[DATA SUPPLIED]
· · · ·
use astro_core::AppError;
use astro_core::astronomer::full_name;
use astro_core::observation::{NewObservation, Observation, ObservationDetails, ObservationPatch};
use astro_core::query::ObservationFilter;
use astro_core::stats::{ObservationStatistics, RankedEntry};
use astro_core::{Fetch, Page};
use chrono::{DateTime, Utc};
use sqlx::{PgConnection, PgExecutor, PgPool, Pool, Postgres, QueryBuilder};

use crate::error::map_db_error;
use crate::filter::{push_observation_filter, push_page};

const SELECT_BARE: &str = r#"
    SELECT o.*,
           NULL::VARCHAR AS astronomer_first_name,
           NULL::VARCHAR AS astronomer_last_name,
           NULL::VARCHAR AS astronomer_patronymic,
           NULL::VARCHAR AS celestial_body_name
    FROM observations o"#;

const SELECT_RELATED: &str = r#"
    SELECT o.*,
           a.first_name AS astronomer_first_name,
           a.last_name AS astronomer_last_name,
           a.patronymic AS astronomer_patronymic,
           b.name AS celestial_body_name
    FROM observations o
    JOIN astronomers a ON a.id = o.astronomer_id
    JOIN celestial_bodies b ON b.id = o.celestial_body_id"#;

/// How many entries each ranking in the statistics carries.
const TOP_N: i64 = 5;

fn select(fetch: Fetch) -> &'static str {
    match fetch {
        Fetch::Bare => SELECT_BARE,
        Fetch::WithRelated => SELECT_RELATED,
    }
}

/// Repository for observations, the astronomer/body join records.
#[derive(Clone)]
pub struct ObservationRepository {
    pool: Pool<Postgres>,
}

impl ObservationRepository {
    pub fn new(pool: PgPool) -> Self {
        Self { pool }
    }

    /// Record an observation. Both referenced records must exist, and the
    /// astronomer may observe a given body at most once per UTC day.
    pub async fn create(&self, observation: &NewObservation) -> Result<ObservationDetails, AppError> {
        let mut tx = self.pool.begin().await.map_err(map_db_error)?;

        if !row_exists(&mut tx, "astronomers", observation.astronomer_id).await? {
            return Err(AppError::NotFound(format!(
                "Astronomer {} not found",
                observation.astronomer_id
            )));
        }
        if !row_exists(&mut tx, "celestial_bodies", observation.celestial_body_id).await? {
            return Err(AppError::NotFound(format!(
                "Celestial body {} not found",
                observation.celestial_body_id
            )));
        }

        let same_day: bool = sqlx::query_scalar(
            r#"
            SELECT EXISTS(
                SELECT 1 FROM observations
                WHERE astronomer_id = $1
                  AND celestial_body_id = $2
                  AND (observation_date AT TIME ZONE 'UTC')::date = $3
            )
            "#,
        )
        .bind(observation.astronomer_id)
        .bind(observation.celestial_body_id)
        .bind(observation.observation_date.date_naive())
        .fetch_one(&mut *tx)
        .await
        .map_err(map_db_error)?;
        if same_day {
            return Err(AppError::Conflict(
                "The astronomer already observed this body on this date".into(),
            ));
        }

        let id: i64 = sqlx::query_scalar(
            r#"
            INSERT INTO observations (
                astronomer_id, celestial_body_id, observation_date, location, equipment,
                duration_hours, weather_conditions, notes, data_collected
            )
            VALUES ($1, $2, $3, $4, $5, $6, $7, $8, $9)
            RETURNING id
            "#,
        )
        .bind(observation.astronomer_id)
        .bind(observation.celestial_body_id)
        .bind(observation.observation_date)
        .bind(&observation.location)
        .bind(&observation.equipment)
        .bind(observation.duration_hours)
        .bind(&observation.weather_conditions)
        .bind(&observation.notes)
        .bind(&observation.data_collected)
        .fetch_one(&mut *tx)
        .await
        .map_err(map_db_error)?;

        let created = fetch_by_id(&mut *tx, id, Fetch::WithRelated)
            .await?
            .ok_or_else(|| not_found(id))?;

        tx.commit().await.map_err(map_db_error)?;
        Ok(created)
    }

    /// Filtered listing, newest observation first.
    pub async fn list(
        &self,
        filter: &ObservationFilter,
        page: Page,
        fetch: Fetch,
    ) -> Result<Vec<ObservationDetails>, AppError> {
        let mut qb = QueryBuilder::<Postgres>::new(select(fetch));
        push_observation_filter(&mut qb, filter);
        qb.push(" ORDER BY o.observation_date DESC, o.id");
        push_page(&mut qb, page);

        let rows = qb
            .build_query_as::<ObservationDetailsRow>()
            .fetch_all(&self.pool)
            .await
            .map_err(map_db_error)?;

        Ok(rows.into_iter().map(Into::into).collect())
    }

    pub async fn get(&self, id: i64, fetch: Fetch) -> Result<Option<ObservationDetails>, AppError> {
        fetch_by_id(&self.pool, id, fetch).await
    }

    pub async fn update(
        &self,
        id: i64,
        patch: &ObservationPatch,
    ) -> Result<ObservationDetails, AppError> {
        let mut tx = self.pool.begin().await.map_err(map_db_error)?;

        let row = sqlx::query_as::<_, ObservationRow>(
            r#"SELECT * FROM observations WHERE id = $1 FOR UPDATE"#,
        )
        .bind(id)
        .fetch_optional(&mut *tx)
        .await
        .map_err(map_db_error)?
        .ok_or_else(|| not_found(id))?;
        let mut observation = Observation::from(row);
        patch.apply_to(&mut observation);

        sqlx::query(
            r#"
            UPDATE observations
            SET location = $2, equipment = $3, duration_hours = $4,
                weather_conditions = $5, notes = $6, data_collected = $7,
                updated_at = NOW()
            WHERE id = $1
            "#,
        )
        .bind(id)
        .bind(&observation.location)
        .bind(&observation.equipment)
        .bind(observation.duration_hours)
        .bind(&observation.weather_conditions)
        .bind(&observation.notes)
        .bind(&observation.data_collected)
        .execute(&mut *tx)
        .await
        .map_err(map_db_error)?;

        let updated = fetch_by_id(&mut *tx, id, Fetch::WithRelated)
            .await?
            .ok_or_else(|| not_found(id))?;

        tx.commit().await.map_err(map_db_error)?;
        Ok(updated)
    }

    pub async fn delete(&self, id: i64) -> Result<bool, AppError> {
        let result = sqlx::query(r#"DELETE FROM observations WHERE id = $1"#)
            .bind(id)
            .execute(&self.pool)
            .await
            .map_err(map_db_error)?;

        Ok(result.rows_affected() > 0)
    }

    /// Total count plus the five most active astronomers and the five most
    /// observed bodies.
    pub async fn statistics(&self) -> Result<ObservationStatistics, AppError> {
        let total_observations: i64 = sqlx::query_scalar(r#"SELECT COUNT(*) FROM observations"#)
            .fetch_one(&self.pool)
            .await
            .map_err(map_db_error)?;

        let astronomers: Vec<(i64, String, String, Option<String>, i64)> = sqlx::query_as(
            r#"
            SELECT a.id, a.first_name, a.last_name, a.patronymic, COUNT(o.id) AS observation_count
            FROM astronomers a
            JOIN observations o ON o.astronomer_id = a.id
            GROUP BY a.id
            ORDER BY observation_count DESC, a.id
            LIMIT $1
            "#,
        )
        .bind(TOP_N)
        .fetch_all(&self.pool)
        .await
        .map_err(map_db_error)?;

        let bodies: Vec<(i64, String, i64)> = sqlx::query_as(
            r#"
            SELECT b.id, b.name, COUNT(o.id) AS observation_count
            FROM celestial_bodies b
            JOIN observations o ON o.celestial_body_id = b.id
            GROUP BY b.id
            ORDER BY observation_count DESC, b.id
            LIMIT $1
            "#,
        )
        .bind(TOP_N)
        .fetch_all(&self.pool)
        .await
        .map_err(map_db_error)?;

        Ok(ObservationStatistics {
            total_observations,
            top_astronomers: astronomers
                .into_iter()
                .map(|(id, first, last, patronymic, observation_count)| RankedEntry {
                    id,
                    name: full_name(&first, &last, patronymic.as_deref()),
                    observation_count,
                })
                .collect(),
            top_celestial_bodies: bodies
                .into_iter()
                .map(|(id, name, observation_count)| RankedEntry {
                    id,
                    name,
                    observation_count,
                })
                .collect(),
        })
    }
}

fn not_found(id: i64) -> AppError {
    AppError::NotFound(format!("Observation {id} not found"))
}

/// `table` is always one of our own table names, never user input.
async fn row_exists(conn: &mut PgConnection, table: &str, id: i64) -> Result<bool, AppError> {
    let sql = format!("SELECT EXISTS(SELECT 1 FROM {table} WHERE id = $1)");
    sqlx::query_scalar(&sql)
        .bind(id)
        .fetch_one(&mut *conn)
        .await
        .map_err(map_db_error)
}

async fn fetch_by_id<'e>(
    executor: impl PgExecutor<'e>,
    id: i64,
    fetch: Fetch,
) -> Result<Option<ObservationDetails>, AppError> {
    let sql = format!("{} WHERE o.id = $1", select(fetch));
    let row = sqlx::query_as::<_, ObservationDetailsRow>(&sql)
        .bind(id)
        .fetch_optional(executor)
        .await
        .map_err(map_db_error)?;

    Ok(row.map(Into::into))
}

// -- Internal row types for sqlx deserialization --

#[derive(sqlx::FromRow)]
struct ObservationRow {
    id: i64,
    astronomer_id: i64,
    celestial_body_id: i64,
    observation_date: DateTime<Utc>,
    location: Option<String>,
    equipment: Option<String>,
    duration_hours: Option<f64>,
    weather_conditions: Option<String>,
    notes: Option<String>,
    data_collected: Option<String>,
    created_at: DateTime<Utc>,
    updated_at: DateTime<Utc>,
}

impl From<ObservationRow> for Observation {
    fn from(row: ObservationRow) -> Self {
        Observation {
            id: row.id,
            astronomer_id: row.astronomer_id,
            celestial_body_id: row.celestial_body_id,
            observation_date: row.observation_date,
            location: row.location,
            equipment: row.equipment,
            duration_hours: row.duration_hours,
            weather_conditions: row.weather_conditions,
            notes: row.notes,
            data_collected: row.data_collected,
            created_at: row.created_at,
            updated_at: row.updated_at,
        }
    }
}

#[derive(sqlx::FromRow)]
struct ObservationDetailsRow {
    #[sqlx(flatten)]
    observation: ObservationRow,
    astronomer_first_name: Option<String>,
    astronomer_last_name: Option<String>,
    astronomer_patronymic: Option<String>,
    celestial_body_name: Option<String>,
}

impl From<ObservationDetailsRow> for ObservationDetails {
    fn from(row: ObservationDetailsRow) -> Self {
        let astronomer_name = match (&row.astronomer_first_name, &row.astronomer_last_name) {
            (Some(first), Some(last)) => {
                Some(full_name(first, last, row.astronomer_patronymic.as_deref()))
            }
            _ => None,
        };
        ObservationDetails {
            observation: row.observation.into(),
            astronomer_name,
            celestial_body_name: row.celestial_body_name,
        }
    }
}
· · · ·
[TASK DETAILS]
Your reply should be one number: how many lines in the records contain "PgConnection".

[TASK OUTPUT]
2